PROBLEM DESCRIPTION - Give again the lines of the data from its first line through the line with "Pure function of". Change nothing.

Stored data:
------------------------------------

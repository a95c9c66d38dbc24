//! Per-file scan orchestration.

use crate::ScanError;
use detectors::{Detector, Finding, Registry};
use ir::SyntaxTree;
use std::fs;
use std::path::Path;
use tracing::debug;

/// Result of scanning one file with every registered detector.
#[derive(Debug, Default)]
pub struct FileScan {
    pub findings: Vec<Finding>,
    /// Read or parse failure, recorded separately from findings.
    pub error: Option<ScanError>,
}

/// Runs detectors over single files. Pure function of
/// (path, current file bytes, registry); holds no scan state.
pub struct Orchestrator<'a> {
    registry: &'a Registry,
}

impl<'a> Orchestrator<'a> {
    pub fn new(registry: &'a Registry) -> Self {
        Self { registry }
    }

    /// Reads and parses `path` once, then runs every registered detector
    /// against the single tree. A read or parse failure yields an empty
    /// finding list plus the recorded error.
    pub fn scan_file(&self, path: &Path) -> FileScan {
        let tree = match self.load_tree(path) {
            Ok(tree) => tree,
            Err(error) => {
                debug!(file = %path.display(), %error, "file skipped");
                return FileScan {
                    findings: Vec::new(),
                    error: Some(error),
                };
            }
        };
        let mut findings = Vec::new();
        for detector in self.registry.detectors() {
            let mut batch = detector.inspect(&tree, path);
            debug!(
                detector = detector.name(),
                file = %path.display(),
                count = batch.len(),
                "detector finished"
            );
            findings.append(&mut batch);
        }
        FileScan {
            findings,
            error: None,
        }
    }

    /// Detector-scoped execution path used by the scheduler: parse the
    /// file and run exactly one detector against it.
    pub fn run_detector(
        &self,
        path: &Path,
        detector: &dyn Detector,
    ) -> Result<Vec<Finding>, ScanError> {
        let tree = self.load_tree(path)?;
        Ok(detector.inspect(&tree, path))
    }

    fn load_tree(&self, path: &Path) -> Result<SyntaxTree, ScanError> {
        let content = fs::read_to_string(path).map_err(|source| ScanError::FileRead {
            file: path.to_path_buf(),
            source,
        })?;
        parsers::parse_python(&content).map_err(|error| ScanError::Parse {
            file: path.to_path_buf(),
            error,
        })
    }
}

#[cfg(test)]
mod tests {
    use super::*;
    use detectors::Severity;
    use std::io::Write;

    fn temp_file(content: &str) -> tempfile::NamedTempFile {
        let mut f = tempfile::Builder::new()
            .suffix(".py")
            .tempfile()
            .unwrap();
        f.write_all(content.as_bytes()).unwrap();
        f
    }

    #[test]
    fn scan_file_concatenates_all_detector_output() {
        let file = temp_file(
            "import sqlite3\nPASSWORD = \"abc123def456ghi789\"\ncursor.execute(\"SELECT * FROM t WHERE id = \" + i)\n",
        );
        let registry = Registry::with_defaults();
        let scan = Orchestrator::new(&registry).scan_file(file.path());
        assert!(scan.error.is_none());
        let detectors: std::collections::HashSet<&str> =
            scan.findings.iter().map(|f| f.detector.as_str()).collect();
        assert!(detectors.contains("sql"));
        assert!(detectors.contains("secrets"));
        assert!(detectors.contains("db"));
        assert!(scan.findings.iter().all(|f| f.timestamp > 0));
        assert!(scan
            .findings
            .iter()
            .any(|f| f.severity == Severity::High));
    }

    #[test]
    fn missing_file_records_read_error() {
        let registry = Registry::with_defaults();
        let scan = Orchestrator::new(&registry).scan_file(Path::new("/nonexistent/x.py"));
        assert!(scan.findings.is_empty());
        assert!(matches!(scan.error, Some(ScanError::FileRead { .. })));
    }

    #[test]
    fn malformed_file_records_parse_error() {
        let file = temp_file("def broken(:\n");
        let registry = Registry::with_defaults();
        let scan = Orchestrator::new(&registry).scan_file(file.path());
        assert!(scan.findings.is_empty());
        assert!(matches!(scan.error, Some(ScanError::Parse { .. })));
    }

    #[test]
    fn run_detector_scopes_to_one_detector() {
        let file = temp_file("eval(x)\ncursor.execute(\"SELECT \" + q)\n");
        let registry = Registry::with_defaults();
        let orchestrator = Orchestrator::new(&registry);
        let input = registry
            .detectors()
            .iter()
            .find(|d| d.name() == "input")
            .unwrap();
        let findings = orchestrator.run_detector(file.path(), input.as_ref()).unwrap();
        assert_eq!(findings.len(), 1);
        assert_eq!(findings[0].detector, "input");
    }
}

------------------------------------

WRITTEN RESPONSE -
repository a95c9c66d38dbc24
//! Per-file scan orchestration.

use crate::ScanError;
use detectors::{Detector, Finding, Registry};
use ir::SyntaxTree;
use std::fs;
use std::path::Path;
use tracing::debug;

/// Result of scanning one file with every registered detector.
#[derive(Debug, Default)]
pub struct FileScan {
    pub findings: Vec<Finding>,
    /// Read or parse failure, recorded separately from findings.
    pub error: Option<ScanError>,
}

/// Runs detectors over single files. Pure function of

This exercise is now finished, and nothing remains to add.